Zombies of Mass Destruction or, ZMD, is set on the small island of Fort Gamble, Washington, where the list of unsuspecting heroes include a gay couple, an Iranian girl and her outré father. Already from the outset it is apparent that writer and director, Kevin Hamedani that his horror-com is pushing the boundaries of traditional conventions with his playfulness of social and political satire throughout the film.
Not only is this film laced with irony and vast stereotypes of Americans but in addition, it’s actually quite different from the usual low-budget zombie-flick invasions that plague our screens year after year. The film obviously draws influence from George Romero’s Night of the Living Dead (1985), employing the classic slow moving zombie, rather than the super fast and energetic neo-zombie that we have become accustom to since Dawn of the Dead and 28 Days Later. It also has a distant reminiscence, comedy-wise, of Paul Wernick’s and Rhett Reese’s Zombieland (2009). Yet fails to live even remotely up to it.
The first thirty-minutes are bland and nothing really happens: you’re introduced to the main characters, a blind man pokes a zombie with his walking stick, the mayor of Port Gamble tries to recruit his opposition’s vote in the forthcoming election and a couple of hillbillies fill up their gas guzzler at the petrol station. Not exactly exhilarating or gripping footage. It’s clear from the beginning, intentional or not, that something about the residents of Port Gamble just doesn’t seem right.
Nevertheless, there are some satisfactory points to ZMD, the quirky characters, the irony, the diverting and fun relation to sub-genres throughout the film, the parody of the war on terror, the gore, the guts, zombies eating their own eyeballs, that sort of stuff. Holy mackerel! A little girl even gets run over by a car.
Unlike other recent zombie films of a similar budget, ZMD does succeed where they fail. It offers likable characters, a moderately interesting story line, a theme, metaphors and a couple of humorous moments that leave you with an appreciation of the film. There’s a moment when a typical hillbilly assumes that Frida’s character (Jannette Armand) is responsible for the zombie virus because he thinks she is from Iraq. No Mr. Hillbilly, she’s Iranian. Priceless stupidity.

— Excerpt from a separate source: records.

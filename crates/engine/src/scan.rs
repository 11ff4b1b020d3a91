//! Two-phase scan execution
//!
//! Phase 1 evaluates every rung and branch condition against the input
//! snapshot, producing a dense fires flag per body. Phase 2 walks the
//! program in source order applying instruction effects to a working
//! copy, using only Phase-1 fires flags for condition truth. Later
//! instructions observe earlier writes; conditions never do.
//!
//! Condition composition: for a node with condition `C` and child
//! branches, `alt = C OR alt(branch…)`. The node's own body fires iff
//! `ctx AND alt`; a branch body fires iff `ctx AND C AND alt(branch)`,
//! where `ctx` is the ancestor series context (true for a top rung).

use std::cmp::Ordering;

use tracing::{instrument, trace};

use relay_model::{
    BodyId, CmpOp, CountDirection, EdgeKind, Element, Expr, Instruction, Operand, Program, TagId,
    TargetProfile, TimerKind, Value,
};
use relay_model::{IntWidth, OverflowPolicy};

use crate::error::{Error, Result};
use crate::exchange::{Exchange, ExchangeError, NullExchange};
use crate::snapshot::{Snapshot, WorkingState};

/// Elapsed time attributed to one scan, in microseconds. Supplied by
/// the caller; the engine has no clock of its own.
#[derive(Debug, Clone, Copy, PartialEq, Eq)]
pub struct Dt(pub u64);

impl Dt {
    pub fn from_millis(ms: u64) -> Self {
        Dt(ms * 1_000)
    }

    pub fn as_micros(self) -> u64 {
        self.0
    }
}

/// What one scan did, beyond the snapshot itself.
#[derive(Debug, Clone, Default)]
pub struct ScanReport {
    /// Phase-1 fires flag per body, indexed by `BodyId`.
    pub fires: Vec<bool>,
    /// Tags written by one-shot value writes (in-program or patches)
    /// this scan. This is the inspection surface for the pending flag,
    /// which is cleared before the snapshot is emitted.
    pub one_shot_writes: Vec<TagId>,
    /// Exchange requests that failed, with their defined outcome.
    pub exchange_faults: Vec<(TagId, ExchangeError)>,
}

impl ScanReport {
    /// Whether a rung/branch body fired this scan.
    pub fn fired(&self, body: BodyId) -> bool {
        self.fires.get(body.index()).copied().unwrap_or(false)
    }
}

/// Result of one scan: the frozen snapshot plus the report.
#[derive(Debug)]
pub struct ScanOutcome {
    pub snapshot: Snapshot,
    pub report: ScanReport,
}

/// Execute one scan with no wire surface attached.
pub fn scan(program: &Program, input: &Snapshot, dt: Dt) -> Result<ScanOutcome> {
    scan_with_io(program, input, dt, &mut NullExchange)
}

/// Execute one scan against a wire exchange surface.
///
/// Deterministic: identical (program, snapshot, dt, exchange behavior)
/// inputs produce identical outcomes.
#[instrument(skip_all, fields(scan = input.scan_index(), rungs = program.rungs().len()))]
pub fn scan_with_io(
    program: &Program,
    input: &Snapshot,
    dt: Dt,
    io: &mut dyn Exchange,
) -> Result<ScanOutcome> {
    scan_working(program, input.working_copy(), input, dt, io)
}

/// Scan over a prepared working copy. Driver patches are applied to the
/// working copy before this point; Phase 1 still reads the pristine
/// input snapshot, so patches become visible to conditions only on the
/// following scan, exactly like in-program writes.
pub(crate) fn scan_working(
    program: &Program,
    mut work: WorkingState,
    input: &Snapshot,
    dt: Dt,
    io: &mut dyn Exchange,
) -> Result<ScanOutcome> {
    // Phase 1: all conditions against the input snapshot only.
    let mut fires = vec![false; program.body_count()];
    for rung in program.rungs() {
        evaluate_node(&rung.condition, rung.body, &rung.elements, true, input, &mut fires)?;
    }
    trace!(?fires, "conditions evaluated");

    // Phase 2: effects in source order against the working copy.
    let mut ctx = ExecContext {
        profile: *program.profile(),
        dt,
        fires: &fires,
        io,
        one_shot_writes: Vec::new(),
        exchange_faults: Vec::new(),
    };
    for rung in program.rungs() {
        execute_elements(&rung.elements, rung.body, &mut work, &mut ctx)?;
    }

    // Take the accumulators out of the context to end its borrow of
    // `fires` before the report claims it.
    let ExecContext {
        one_shot_writes,
        exchange_faults,
        ..
    } = ctx;
    let report = ScanReport {
        fires,
        one_shot_writes,
        exchange_faults,
    };
    Ok(ScanOutcome {
        snapshot: work.freeze(),
        report,
    })
}

/// Evaluate one rung/branch node. Returns the node's `alt` value (its
/// own condition ORed with all child branch alternates) and records the
/// fires flag for its body and, recursively, for every child body.
fn evaluate_node(
    condition: &Expr,
    body: BodyId,
    elements: &[Element],
    ctx: bool,
    input: &Snapshot,
    fires: &mut [bool],
) -> Result<bool> {
    let own = evaluate_expr(condition, input)?;
    let child_ctx = ctx && own;
    let mut alt = own;
    for element in elements {
        if let Element::Branch(branch) = element {
            // Every branch is evaluated even once `alt` is known true:
            // nested bodies need their own fires flags.
            let branch_alt = evaluate_node(
                &branch.condition,
                branch.body,
                &branch.elements,
                child_ctx,
                input,
                fires,
            )?;
            alt = alt || branch_alt;
        }
    }
    fires[body.index()] = ctx && alt;
    Ok(alt)
}

fn evaluate_expr(expr: &Expr, input: &Snapshot) -> Result<bool> {
    match expr {
        Expr::Tag(tag) => input
            .read(*tag)?
            .as_bool()
            .ok_or(Error::KindMismatch(*tag)),
        Expr::Not(inner) => Ok(!evaluate_expr(inner, input)?),
        Expr::All(items) => {
            for item in items {
                if !evaluate_expr(item, input)? {
                    return Ok(false);
                }
            }
            Ok(true)
        }
        Expr::Any(items) => {
            for item in items {
                if evaluate_expr(item, input)? {
                    return Ok(true);
                }
            }
            Ok(false)
        }
        Expr::Cmp { op, lhs, rhs } => {
            let lhs = read_operand(lhs, input)?;
            let rhs = read_operand(rhs, input)?;
            Ok(compare(*op, &lhs, &rhs))
        }
    }
}

fn read_operand(operand: &Operand, input: &Snapshot) -> Result<Value> {
    match operand {
        Operand::Tag(tag) => input.read(*tag),
        Operand::Const(value) => Ok(*value),
    }
}

/// IEEE-754 partial order: any relation against NaN is false, including
/// `Ne`'s complement: `Ne` on NaN operands is true, matching hardware
/// float units.
fn compare(op: CmpOp, lhs: &Value, rhs: &Value) -> bool {
    let ord = lhs.partial_cmp_same_kind(rhs);
    match op {
        CmpOp::Eq => ord == Some(Ordering::Equal),
        CmpOp::Ne => ord != Some(Ordering::Equal),
        CmpOp::Lt => ord == Some(Ordering::Less),
        CmpOp::Le => matches!(ord, Some(Ordering::Less | Ordering::Equal)),
        CmpOp::Gt => ord == Some(Ordering::Greater),
        CmpOp::Ge => matches!(ord, Some(Ordering::Greater | Ordering::Equal)),
    }
}

struct ExecContext<'a> {
    profile: TargetProfile,
    dt: Dt,
    fires: &'a [bool],
    io: &'a mut dyn Exchange,
    one_shot_writes: Vec<TagId>,
    exchange_faults: Vec<(TagId, ExchangeError)>,
}

fn execute_elements(
    elements: &[Element],
    body: BodyId,
    work: &mut WorkingState,
    ctx: &mut ExecContext<'_>,
) -> Result<()> {
    let fired = ctx.fires.get(body.index()).copied().unwrap_or(false);
    for element in elements {
        match element {
            Element::Instruction(instruction) => {
                apply_instruction(instruction, fired, work, ctx)?;
            }
            // Branches execute at their textual position with their own
            // Phase-1 flag.
            Element::Branch(branch) => {
                execute_elements(&branch.elements, branch.body, work, ctx)?;
            }
        }
    }
    Ok(())
}

fn apply_instruction(
    instruction: &Instruction,
    fired: bool,
    work: &mut WorkingState,
    ctx: &mut ExecContext<'_>,
) -> Result<()> {
    match instruction {
        Instruction::Out { tag } => {
            // Non-sticky: fully re-derived every scan.
            work.slot_mut(*tag)?.value = Value::Bool(fired);
        }
        Instruction::Latch { tag } => {
            if fired {
                let slot = work.slot_mut(*tag)?;
                slot.latched = true;
                slot.value = Value::Bool(true);
            }
        }
        Instruction::Reset { tag } => {
            if fired {
                let slot = work.slot_mut(*tag)?;
                slot.latched = false;
                slot.value = Value::Bool(false);
                slot.timer_accum = 0;
                slot.counter_count = 0;
            }
        }
        Instruction::Write { tag, value } => {
            if fired {
                let value = read_write_operand(value, work)?;
                let slot = work.slot_mut(*tag)?;
                slot.value = value;
                slot.one_shot_pending = true;
                ctx.one_shot_writes.push(*tag);
                trace!(tag = %tag, %value, "one-shot write");
            }
        }
        Instruction::Timer { tag, preset, kind } => {
            apply_timer(*tag, *preset, *kind, fired, work, ctx)?;
        }
        Instruction::Counter {
            tag,
            preset,
            edge,
            direction,
        } => {
            apply_counter(*tag, *preset, *edge, *direction, fired, work, ctx)?;
        }
        Instruction::Send { tag, address } => {
            if fired {
                let value = work.read(*tag)?;
                if let Err(fault) = ctx.io.write(*address, value) {
                    trace!(tag = %tag, %address, %fault, "send failed");
                    ctx.exchange_faults.push((*tag, fault));
                }
            }
        }
        Instruction::Receive { tag, address } => {
            if fired {
                match ctx.io.read(*address) {
                    Ok(value) => {
                        let slot = work.slot_mut(*tag)?;
                        if value.kind() == slot.value.kind() {
                            slot.value = value;
                        } else {
                            // Destination unchanged on a mis-typed reply.
                            ctx.exchange_faults
                                .push((*tag, ExchangeError::KindMismatch(*address)));
                        }
                    }
                    Err(fault) => {
                        trace!(tag = %tag, %address, %fault, "receive failed");
                        ctx.exchange_faults.push((*tag, fault));
                    }
                }
            }
        }
    }
    Ok(())
}

/// Value-write operands read the working copy: a write in rung 3 can
/// consume an intermediate computed by rung 1 in the same scan.
fn read_write_operand(operand: &Operand, work: &WorkingState) -> Result<Value> {
    match operand {
        Operand::Tag(tag) => work.read(*tag),
        Operand::Const(value) => Ok(*value),
    }
}

fn apply_timer(
    tag: TagId,
    preset: u64,
    kind: TimerKind,
    fired: bool,
    work: &mut WorkingState,
    ctx: &ExecContext<'_>,
) -> Result<()> {
    let width = ctx.profile.timer_width;
    let overflow = ctx.profile.timer_overflow;
    // Whole counts only; the sub-count remainder of this dt is
    // truncated, as on count-register hardware.
    let counts = ctx.dt.as_micros() / ctx.profile.time_base_us;

    let slot = work.slot_mut(tag)?;
    if fired {
        slot.timer_accum = accumulate(slot.timer_accum, counts, width, overflow);
    } else if kind == TimerKind::OnDelay {
        slot.timer_accum = 0;
    }
    // Done bit is re-derived every scan; a wrapped accumulator drops it.
    slot.value = Value::Bool(slot.timer_accum >= preset);
    Ok(())
}

fn accumulate(accum: u64, counts: u64, width: IntWidth, overflow: OverflowPolicy) -> u64 {
    let raw = accum.saturating_add(counts);
    match overflow {
        OverflowPolicy::Wrap => width.mask(raw),
        OverflowPolicy::Saturate => raw.min(width.max()),
    }
}

fn apply_counter(
    tag: TagId,
    preset: u64,
    edge: EdgeKind,
    direction: CountDirection,
    fired: bool,
    work: &mut WorkingState,
    ctx: &ExecContext<'_>,
) -> Result<()> {
    let width = ctx.profile.counter_width;
    let slot = work.slot_mut(tag)?;

    let triggered = match edge {
        EdgeKind::Rising => fired && !slot.counter_edge,
        EdgeKind::Falling => !fired && slot.counter_edge,
    };
    if triggered {
        slot.counter_count = match direction {
            // Wraparound at the declared width, never saturation.
            CountDirection::Up => width.mask(slot.counter_count + 1),
            CountDirection::Down => width.mask(slot.counter_count.wrapping_sub(1)),
        };
        trace!(tag = %tag, count = slot.counter_count, "counter edge");
    }
    slot.counter_edge = fired;
    slot.value = Value::Bool(slot.counter_count >= preset);
    Ok(())
}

However, the majority of the witticisms spectacularly fail, leaving you feeling embarrassed for the actors and crew. None of the characters are very relatable or make you empathize with their situation, creating a distant feeling for the viewer. The make-up is substandard and the acting is far below par, which to a degree is acceptable for a lower budget film but it’s clear that financial restrictions did affect the final product.
That Zombies of Mass Destruction bothered to include metaphors, morals and a theme brings a breath of fresh air among the low-budget independent swarm, who seem intent on supplying the viewer with nothing more than a 90 minute blood bath. This film will never be at the top of the DVD best sellers chart but it’s certain to have its own cult following.
ZMD is due for release on October 18.